“C’est le serpent qui se mord la queue”. L’Inde, qui subit une vague de chaleur historique liée au changement climatique, va augmenter sa production de charbon à des niveaux records. Entre les restrictions liées au Covid-19, les problèmes de logistique et une demande qui explose… l’approvisionnement ne suit plus. Aujourd’hui le charbon représente 70 % de la production électrique du pays.
“L’Inde brûle”, disait à la fin du mois d’avril Chandra Bhusha, un des plus grands experts de l’environnement et du changement climatique en Inde. Plus d’une semaine plus tard, le pays et son voisin le Pakistan, connaissent enfin une accalmie après une vague de chaleur historique et des températures avoisinant les 50°C dans certaines localités. “Cette vague de chaleur teste les limites de la capacité de survie humaine”, prévient Chandhi Singh, une des autrices du GIEC, les experts de l’ONU sur le climat. Mais le répit sera bref en pleine saison de printemps. Les météorologistes prévoient une hausse des températures à partir du jeudi 5 mai. Alors que la chaleur accable les millions d’habitants, la situation énergétique est particulièrement inquiétante.
Les mois de mars et d’avril exceptionnellement chauds ont fait grimper la demande énergétique, si bien que les centrales électriques manquent à présent de charbon pour répondre aux besoins. Plusieurs villes pakistanaises ont ainsi subi jusqu’à huit heures de coupure de courant par jour, tandis que des zones rurales enregistraient des délestages la moitié de la journée.

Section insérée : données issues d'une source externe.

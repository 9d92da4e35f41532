//! Request field checks shared by the handlers.
//!
//! Each handler builds a [`FieldErrors`], runs the checks it needs, and turns
//! the collector into a 400 response with per-field messages.

use crate::error::{ApiError, FieldErrorMap};

pub const MIN_GRADE_LEVEL: i32 = 9;
pub const MAX_GRADE_LEVEL: i32 = 12;
pub const MIN_PASSWORD_LEN: usize = 6;
pub const MAX_PASSWORD_LEN: usize = 40;
pub const MAX_GPA: f64 = 5.0;

#[derive(Debug, Default)]
pub struct FieldErrors {
    errors: FieldErrorMap,
}

impl FieldErrors {
    pub fn new() -> Self {
        Self::default()
    }

    /// Record a message for `field`; the first message per field wins
    pub fn add(&mut self, field: &str, message: impl Into<String>) {
        self.errors.entry(field.to_string()).or_insert_with(|| message.into());
    }

    pub fn is_empty(&self) -> bool {
        self.errors.is_empty()
    }

    /// Trimmed value, or a "required" error when blank
    pub fn required(&mut self, field: &str, value: &str, message: &str) -> String {
        let trimmed = value.trim();
        if trimmed.is_empty() {
            self.add(field, message);
        }
        trimmed.to_string()
    }

    pub fn email(&mut self, field: &str, value: &str) -> String {
        let email = value.trim().to_string();
        if email.is_empty() {
            self.add(field, "Email is required");
        } else if !is_valid_email(&email) {
            self.add(field, "Email is invalid");
        }
        email
    }

    pub fn password(&mut self, field: &str, value: &str) {
        let len = value.chars().count();
        if len == 0 {
            self.add(field, "Password is required");
        } else if len < MIN_PASSWORD_LEN {
            self.add(field, format!("Password must be at least {} characters", MIN_PASSWORD_LEN));
        } else if len > MAX_PASSWORD_LEN {
            self.add(field, format!("Password must not exceed {} characters", MAX_PASSWORD_LEN));
        }
    }

    pub fn password_confirmation(&mut self, field: &str, password: &str, confirmation: Option<&str>) {
        if let Some(confirmation) = confirmation {
            if confirmation != password {
                self.add(field, "Confirm Password does not match");
            }
        }
    }

    /// At least one level, each within 9..=12. Returns the sorted, de-duplicated set.
    pub fn grade_levels(&mut self, field: &str, levels: &[i32]) -> Vec<i32> {
        if levels.is_empty() {
            self.add(field, "At least one grade level must be selected");
            return Vec::new();
        }
        if levels.iter().any(|l| !is_valid_grade_level(*l)) {
            self.add(field, "Invalid grade level");
        }
        let mut levels = levels.to_vec();
        levels.sort_unstable();
        levels.dedup();
        levels
    }

    pub fn gpa(&mut self, field: &str, gpa: f64) {
        if !gpa.is_finite() {
            self.add(field, "GPA must be a number");
        } else if !(0.0..=MAX_GPA).contains(&gpa) {
            self.add(field, format!("GPA must be between 0.0 and {:.1}", MAX_GPA));
        }
    }

    pub fn into_result(self, message: &str) -> Result<(), ApiError> {
        if self.errors.is_empty() {
            Ok(())
        } else {
            Err(ApiError::validation_error(message, Some(self.errors)))
        }
    }
}

pub fn is_valid_grade_level(level: i32) -> bool {
    (MIN_GRADE_LEVEL..=MAX_GRADE_LEVEL).contains(&level)
}

/// `local@domain.tld` with no whitespace
pub fn is_valid_email(email: &str) -> bool {
    if email.chars().any(char::is_whitespace) {
        return false;
    }
    let Some((local, domain)) = email.split_once('@') else {
        return false;
    };
    if local.is_empty() || domain.contains('@') {
        return false;
    }
    match domain.rsplit_once('.') {
        Some((host, tld)) => !host.is_empty() && !tld.is_empty() && !host.starts_with('.'),
        None => false,
    }
}

/// Trim every entry and drop the blank ones
pub fn clean_list(values: Vec<String>) -> Vec<String> {
    values
        .into_iter()
        .map(|v| v.trim().to_string())
        .filter(|v| !v.is_empty())
        .collect()
}

#[cfg(test)]
mod tests {
    use super::*;

    #[test]
    fn accepts_ordinary_emails() {
        assert!(is_valid_email("john@foo.com"));
        assert!(is_valid_email("first.last+ap@school.k12.hi.us"));
    }

    #[test]
    fn rejects_malformed_emails() {
        for bad in ["", "john", "john@", "@foo.com", "john@foo", "jo hn@foo.com", "a@b@c.com", "a@.com"] {
            assert!(!is_valid_email(bad), "{bad:?} should be rejected");
        }
    }

    #[test]
    fn password_bounds() {
        let mut errors = FieldErrors::new();
        errors.password("password", "12345");
        assert!(!errors.is_empty());

        let mut errors = FieldErrors::new();
        errors.password("password", "changeme");
        assert!(errors.is_empty());

        let mut errors = FieldErrors::new();
        errors.password("password", &"x".repeat(41));
        assert!(!errors.is_empty());
    }

    #[test]
    fn mismatched_confirmation_is_reported() {
        let mut errors = FieldErrors::new();
        errors.password_confirmation("confirmPassword", "changeme", Some("changeme2"));
        let err = errors.into_result("Invalid signup").unwrap_err();
        assert_eq!(err.to_json()["field_errors"]["confirmPassword"], "Confirm Password does not match");
    }

    #[test]
    fn grade_levels_are_deduplicated_and_bounded() {
        let mut errors = FieldErrors::new();
        assert_eq!(errors.grade_levels("gradeLevels", &[12, 11, 11]), vec![11, 12]);
        assert!(errors.is_empty());

        errors.grade_levels("gradeLevels", &[8, 10]);
        assert!(!errors.is_empty());

        let mut errors = FieldErrors::new();
        errors.grade_levels("gradeLevels", &[]);
        assert!(!errors.is_empty());
    }

    #[test]
    fn gpa_must_be_in_range() {
        let mut errors = FieldErrors::new();
        errors.gpa("GPA", 3.8);
        assert!(errors.is_empty());
        errors.gpa("GPA", 5.5);
        errors.gpa("other", f64::NAN);
        let body = errors.into_result("bad").unwrap_err().to_json();
        assert_eq!(body["field_errors"]["GPA"], "GPA must be between 0.0 and 5.0");
        assert_eq!(body["field_errors"]["other"], "GPA must be a number");
    }

    #[test]
    fn first_message_per_field_wins() {
        let mut errors = FieldErrors::new();
        errors.add("name", "Class name is required");
        errors.add("name", "something else");
        let body = errors.into_result("bad").unwrap_err().to_json();
        assert_eq!(body["field_errors"]["name"], "Class name is required");
    }

    #[test]
    fn clean_list_drops_blanks() {
        let cleaned = clean_list(vec![" calculus ".into(), "".into(), "  ".into(), "limits".into()]);
        assert_eq!(cleaned, vec!["calculus", "limits"]);
    }
}
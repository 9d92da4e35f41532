use sqlx::PgPool;

use super::{ServiceError, ServiceResult};
use crate::auth;
use crate::database::models::{Role, User};

const USER_COLUMNS: &str = "id, email, password, first_name, last_name, role, created_at";

#[derive(Debug, Clone)]
pub struct NewUser {
    pub email: String,
    pub password: String,
    pub first_name: String,
    pub last_name: String,
    pub role: Role,
}

#[derive(Debug, Clone)]
pub struct UpdateUser {
    pub first_name: String,
    pub last_name: String,
    pub role: Role,
    /// New plain-text password, when the admin is resetting it
    pub password: Option<String>,
}

pub struct UserService {
    pool: PgPool,
}

impl UserService {
    pub fn new(pool: PgPool) -> Self {
        Self { pool }
    }

    pub async fn list(&self) -> ServiceResult<Vec<User>> {
        let users = sqlx::query_as::<_, User>(&format!("SELECT {} FROM users ORDER BY id", USER_COLUMNS))
            .fetch_all(&self.pool)
            .await?;
        Ok(users)
    }

    pub async fn get(&self, id: i32) -> ServiceResult<User> {
        sqlx::query_as::<_, User>(&format!("SELECT {} FROM users WHERE id = $1", USER_COLUMNS))
            .bind(id)
            .fetch_optional(&self.pool)
            .await?
            .ok_or_else(|| ServiceError::NotFound(format!("User {} not found", id)))
    }

    pub async fn find_by_email(&self, email: &str) -> ServiceResult<Option<User>> {
        let user = sqlx::query_as::<_, User>(&format!("SELECT {} FROM users WHERE email = $1", USER_COLUMNS))
            .bind(email)
            .fetch_optional(&self.pool)
            .await?;
        Ok(user)
    }

    /// Admin-created account; the gate list is kept in step with the role.
    pub async fn create(&self, new_user: NewUser) -> ServiceResult<User> {
        let hashed = auth::hash_password(&new_user.password).await?;
        let mut tx = self.pool.begin().await?;

        let user = sqlx::query_as::<_, User>(&format!(
            "INSERT INTO users (email, password, first_name, last_name, role)
             VALUES ($1, $2, $3, $4, $5) RETURNING {}",
            USER_COLUMNS
        ))
        .bind(&new_user.email)
        .bind(&hashed)
        .bind(&new_user.first_name)
        .bind(&new_user.last_name)
        .bind(new_user.role)
        .fetch_one(&mut *tx)
        .await?;

        sqlx::query(
            "INSERT INTO authorized_users (email, role) VALUES ($1, $2)
             ON CONFLICT (email) DO UPDATE SET role = EXCLUDED.role",
        )
        .bind(&user.email)
        .bind(user.role)
        .execute(&mut *tx)
        .await?;

        tx.commit().await?;
        tracing::info!("Created {} account {}", user.role, user.email);
        Ok(user)
    }

    /// Self-service sign-up. Only emails on the gate list may register, and
    /// they get the role recorded there.
    pub async fn register(
        &self,
        email: &str,
        password: &str,
        first_name: &str,
        last_name: &str,
    ) -> ServiceResult<User> {
        let hashed = auth::hash_password(password).await?;
        let mut tx = self.pool.begin().await?;

        let role: Option<Role> = sqlx::query_scalar("SELECT role FROM authorized_users WHERE email = $1")
            .bind(email)
            .fetch_optional(&mut *tx)
            .await?;

        let Some(role) = role else {
            tracing::warn!("Rejected sign-up for unauthorized email {}", email);
            return Err(ServiceError::Forbidden(
                "You are not an authorized user. Please contact a site admin if you believe this is a mistake"
                    .to_string(),
            ));
        };

        let user = sqlx::query_as::<_, User>(&format!(
            "INSERT INTO users (email, password, first_name, last_name, role)
             VALUES ($1, $2, $3, $4, $5) RETURNING {}",
            USER_COLUMNS
        ))
        .bind(email)
        .bind(&hashed)
        .bind(first_name)
        .bind(last_name)
        .bind(role)
        .fetch_one(&mut *tx)
        .await?;

        tx.commit().await?;
        tracing::info!("Registered {} account {}", user.role, user.email);
        Ok(user)
    }

    /// Updates the account and the matching gate-list role in one transaction
    pub async fn update(&self, id: i32, changes: UpdateUser) -> ServiceResult<User> {
        let hashed = match changes.password.as_deref() {
            Some(password) => Some(auth::hash_password(password).await?),
            None => None,
        };
        let mut tx = self.pool.begin().await?;

        let user = sqlx::query_as::<_, User>(&format!(
            "UPDATE users
             SET first_name = $2, last_name = $3, role = $4, password = COALESCE($5, password)
             WHERE id = $1
             RETURNING {}",
            USER_COLUMNS
        ))
        .bind(id)
        .bind(&changes.first_name)
        .bind(&changes.last_name)
        .bind(changes.role)
        .bind(hashed)
        .fetch_optional(&mut *tx)
        .await?
        .ok_or_else(|| ServiceError::NotFound(format!("User {} not found", id)))?;

        sqlx::query("UPDATE authorized_users SET role = $2 WHERE email = $1")
            .bind(&user.email)
            .bind(user.role)
            .execute(&mut *tx)
            .await?;

        tx.commit().await?;
        tracing::info!("Updated account {}", user.email);
        Ok(user)
    }

    pub async fn change_password(&self, email: &str, password: &str) -> ServiceResult<()> {
        let hashed = auth::hash_password(password).await?;
        let result = sqlx::query("UPDATE users SET password = $2 WHERE email = $1")
            .bind(email)
            .bind(hashed)
            .execute(&self.pool)
            .await?;

        if result.rows_affected() == 0 {
            return Err(ServiceError::NotFound(format!("User {} not found", email)));
        }
        Ok(())
    }

    /// Removes the account and its gate-list entry together. Teachers that
    /// still own classes cannot be removed.
    pub async fn delete(&self, id: i32) -> ServiceResult<()> {
        let mut tx = self.pool.begin().await?;

        let email: String = sqlx::query_scalar("DELETE FROM users WHERE id = $1 RETURNING email")
            .bind(id)
            .fetch_optional(&mut *tx)
            .await?
            .ok_or_else(|| ServiceError::NotFound(format!("User {} not found", id)))?;

        sqlx::query("DELETE FROM authorized_users WHERE email = $1")
            .bind(&email)
            .execute(&mut *tx)
            .await?;

        tx.commit().await?;
        tracing::info!("Deleted account {}", email);
        Ok(())
    }

    /// `None` when the email is unknown or the password does not match
    pub async fn verify_credentials(&self, email: &str, password: &str) -> ServiceResult<Option<User>> {
        let Some(user) = self.find_by_email(email).await? else {
            return Ok(None);
        };
        if auth::verify_password(password, &user.password).await? {
            Ok(Some(user))
        } else {
            Ok(None)
        }
    }
}
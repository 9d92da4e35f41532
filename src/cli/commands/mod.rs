pub mod authorize;
pub mod migrate;
pub mod seed;

use sqlx::PgPool;

use crate::config::{config, DatabaseConfig};
use crate::database::DatabaseManager;

/// Pool for a one-shot command; `url` overrides the configured database.
pub fn connect(url: Option<&str>) -> anyhow::Result<PgPool> {
    let mut db_config: DatabaseConfig = config().database.clone();
    if let Some(url) = url {
        db_config.url = url.to_string();
    }
    db_config.max_connections = 2;
    Ok(DatabaseManager::connect(&db_config)?)
}
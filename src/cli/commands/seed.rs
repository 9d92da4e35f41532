use std::path::Path;

use serde_json::json;
use sqlx::PgPool;

use crate::cli::utils::output_success;
use crate::cli::OutputFormat;
use crate::database::DatabaseManager;
use crate::seed::{run_seed, SeedConfig, SeedCount};

pub async fn handle(pool: &PgPool, file: &Path, migrate: bool, output_format: OutputFormat) -> anyhow::Result<()> {
    let seed_config = SeedConfig::from_path(file)?;

    if migrate {
        DatabaseManager::migrate(pool).await?;
    }

    let report = run_seed(pool, &seed_config).await?;

    if let OutputFormat::Text = output_format {
        for (label, count) in [
            ("accounts", report.accounts),
            ("grade levels", report.grade_levels),
            ("subjects", report.subjects),
            ("prerequisites", report.prerequisites),
            ("AP classes", report.ap_classes),
        ] {
            println!("  {:<14} {}", label, describe(count));
        }
    }

    output_success(
        &output_format,
        &format!("Seeded database from {}", file.display()),
        Some(json!({ "report": report })),
    )
}

fn describe(count: SeedCount) -> String {
    format!("{} created, {} skipped", count.created, count.skipped)
}
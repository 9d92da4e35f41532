// handlers/public/home.rs - GET / and GET /health

use axum::{extract::State, http::StatusCode, response::Json};
use serde_json::{json, Value};

use crate::app::AppState;
use crate::database::DatabaseManager;

/// GET / - service name, version and endpoint map
pub async fn root() -> Json<Value> {
    Json(json!({
        "success": true,
        "data": {
            "name": "AP Course API",
            "version": env!("CARGO_PKG_VERSION"),
            "description": "AP class catalog, student profiles and recommendations",
            "endpoints": {
                "home": "/ (public)",
                "health": "/health (public)",
                "auth": "/auth/signup, /auth/signin (public - token acquisition)",
                "catalog": "/api/classes[/:id], /api/subjects, /api/grade-levels, /api/prerequisites (public)",
                "student": "/api/student (public)",
                "recommendations": "/api/recommendations?top_k=N (public)",
                "account": "/api/auth/whoami, /api/auth/password (protected)",
                "teacher": "/api/teacher/classes[/:id] (protected)",
                "admin": "/api/admin/{subjects,prerequisites,classes,users,authorized-users} (admin only)",
            }
        }
    }))
}

/// GET /health - 200 when the database answers, 503 otherwise
pub async fn health(State(state): State<AppState>) -> (StatusCode, Json<Value>) {
    let now = chrono::Utc::now();

    match DatabaseManager::health_check(&state.pool).await {
        Ok(_) => (
            StatusCode::OK,
            Json(json!({
                "success": true,
                "data": {
                    "status": "ok",
                    "timestamp": now,
                    "database": "ok"
                }
            })),
        ),
        Err(e) => {
            tracing::warn!("Health check failed: {}", e);
            (
                StatusCode::SERVICE_UNAVAILABLE,
                Json(json!({
                    "success": false,
                    "error": "database unavailable",
                    "code": "SERVICE_UNAVAILABLE",
                    "data": {
                        "status": "degraded",
                        "timestamp": now,
                    }
                })),
            )
        }
    }
}
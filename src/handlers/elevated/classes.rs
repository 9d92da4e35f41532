// handlers/elevated/classes.rs - /api/admin/classes

use axum::{
    extract::{rejection::{JsonRejection, PathRejection}, Path, State},
    Json,
};
use serde::Deserialize;

use crate::app::AppState;
use crate::database::models::ApClass;
use crate::error::ApiError;
use crate::middleware::{ApiResponse, ApiResult, Deleted};
use crate::services::{ApClassService, NewApClass, UpdateApClass};
use crate::validation::FieldErrors;

#[derive(Debug, Default, Deserialize)]
#[serde(rename_all = "camelCase", default)]
pub struct ApClassRequest {
    pub name: String,
    pub description: String,
    pub resources: Option<String>,
    pub offered: Option<bool>,
    /// Subject name, used by create
    pub subject: Option<String>,
    /// Subject id, used by update
    pub subject_id: Option<i32>,
    pub teacher_email: String,
    pub grade_levels: Vec<i32>,
    pub prerequisite_ids: Vec<i32>,
}

/// Fields shared by create and update, after validation
struct ClassFields {
    name: String,
    description: String,
    resources: Option<String>,
    offered: bool,
    teacher_email: String,
    grade_levels: Vec<i32>,
    prerequisite_ids: Vec<i32>,
}

fn common_fields(req: &ApClassRequest, errors: &mut FieldErrors) -> ClassFields {
    let name = errors.required("name", &req.name, "Class name is required");
    let description = errors.required("description", &req.description, "Description is required");
    if req.offered.is_none() {
        errors.add("offered", "Offered status is required");
    }
    let teacher_email = errors.email("teacherEmail", &req.teacher_email);
    let grade_levels = errors.grade_levels("gradeLevels", &req.grade_levels);

    let mut prerequisite_ids = req.prerequisite_ids.clone();
    prerequisite_ids.sort_unstable();
    prerequisite_ids.dedup();

    ClassFields {
        name,
        description,
        resources: req
            .resources
            .as_deref()
            .map(str::trim)
            .filter(|r| !r.is_empty())
            .map(str::to_string),
        offered: req.offered.unwrap_or_default(),
        teacher_email,
        grade_levels,
        prerequisite_ids,
    }
}

fn validate_create(req: &ApClassRequest) -> Result<NewApClass, ApiError> {
    let mut errors = FieldErrors::new();
    let fields = common_fields(req, &mut errors);
    let subject = errors.required("subject", req.subject.as_deref().unwrap_or_default(), "Subject type is required");
    errors.into_result("Invalid AP class")?;

    Ok(NewApClass {
        name: fields.name,
        description: fields.description,
        resources: fields.resources,
        offered: fields.offered,
        subject,
        teacher_email: fields.teacher_email,
        grade_levels: fields.grade_levels,
        prerequisite_ids: fields.prerequisite_ids,
    })
}

fn validate_update(req: &ApClassRequest) -> Result<UpdateApClass, ApiError> {
    let mut errors = FieldErrors::new();
    let fields = common_fields(req, &mut errors);
    if req.subject_id.is_none() {
        errors.add("subjectId", "Subject type is required");
    }
    errors.into_result("Invalid AP class")?;

    Ok(UpdateApClass {
        name: fields.name,
        description: fields.description,
        resources: fields.resources,
        offered: fields.offered,
        subject_id: req.subject_id.unwrap_or_default(),
        teacher_email: fields.teacher_email,
        grade_levels: fields.grade_levels,
        prerequisite_ids: fields.prerequisite_ids,
    })
}

pub async fn create(
    State(state): State<AppState>,
    payload: Result<Json<ApClassRequest>, JsonRejection>,
) -> ApiResult<ApClass> {
    let Json(req) = payload?;
    let new_class = validate_create(&req)?;
    let class = ApClassService::new(state.pool).create(new_class).await?;
    Ok(ApiResponse::created(class))
}

/// Full replacement, including both link sets
pub async fn update(
    State(state): State<AppState>,
    path: Result<Path<i32>, PathRejection>,
    payload: Result<Json<ApClassRequest>, JsonRejection>,
) -> ApiResult<ApClass> {
    let Path(id) = path?;
    let Json(req) = payload?;
    let changes = validate_update(&req)?;
    let class = ApClassService::new(state.pool).update(id, changes).await?;
    Ok(ApiResponse::success(class))
}

pub async fn delete(
    State(state): State<AppState>,
    path: Result<Path<i32>, PathRejection>,
) -> ApiResult<Deleted<i32>> {
    let Path(id) = path?;
    ApClassService::new(state.pool).delete(id).await?;
    Ok(ApiResponse::deleted(id))
}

Une mesure à contre-courant des recommandations du GIEC
Dans la mégalopole indienne de New Delhi, où la température a atteint 43,5°C vendredi 29 avril, les autorités estimaient qu’il reste “moins d’un jour de charbon” en stock dans de nombreuses centrales électriques. “La situation dans toute l’Inde est désastreuse”, selon Arvind Kejriwal, ministre en chef de Delhi. Alors que le charbon représente 70 % de la production électrique du pays, l’Inde a décidé d’augmenter sa production et ses importations de ce combustible fossile particulièrement émetteur de gaz à effet de serre.
“C’est le serpent qui se mord la queue”, analyse Thibault Laconde, ingénieur spécialiste des risques climat et fondateur du cabinet Callendar. En relançant à plein le charbon, l’Inde participe ainsi directement au changement climatique qui lui-même génère des vagues de chaleur extrêmes. Une mesure à contre-courant de ce que préconise de nombreux spécialistes, c’est-à-dire une réduction rapide et radicale es émissions de gaz à effet de serre dans les tous les secteurs.
“L’Inde joue avec les cartes qu’elle a en main à l’instant T”
“Ce n’est pas au moment où l’on subit une vague de chaleur que l’on va repenser notre système énergétique”, nuance Thibault Laconde, “L’Inde joue avec les cartes qu’elle a en main à l’instant T. Il faut reconnaître cette situation-là, cela ne sert à rien de stigmatiser un pays”, explique-t-il. D’autant que “la crise climatique actuelle n’est pas due à l’industrialisation de l’Inde mais à l’industrialisation occidentale de ces 15 dernières années”, note Harjeet Singh, un expert du climat qui milite pour un traité de non-prolifération des combustibles fossiles.
En attendant, les réserves de charbon diminuent et la relance ne va pas répondre aux demandes à court terme. Selon l’Institute for Energy Economics and Financial Analysis, les stocks de charbon ont chuté de 14 % depuis début avril. Et les vagues de chaleur ne sont que la goutte d’eau. Plusieurs raisons viennent expliquer ces difficultés comme le redémarrage économique post Covid-19, les potentiels troubles d’importations russes, les perturbations logistiques…
“A court terme il faut améliorer l’efficacité énergétique des climatiseurs et miser sur la rénovation des bâtiments notamment”, préconise Thibault Laconde qui rappelle que les pays du Sud ne sont pas les seuls touchés. “Qui aurait pu penser qu’un dôme de chaleur allait se former en Amérique du Nord à l’été 2021 ? Et on ne peut pas dire qu’ils étaient mieux préparés… “, conclut-il.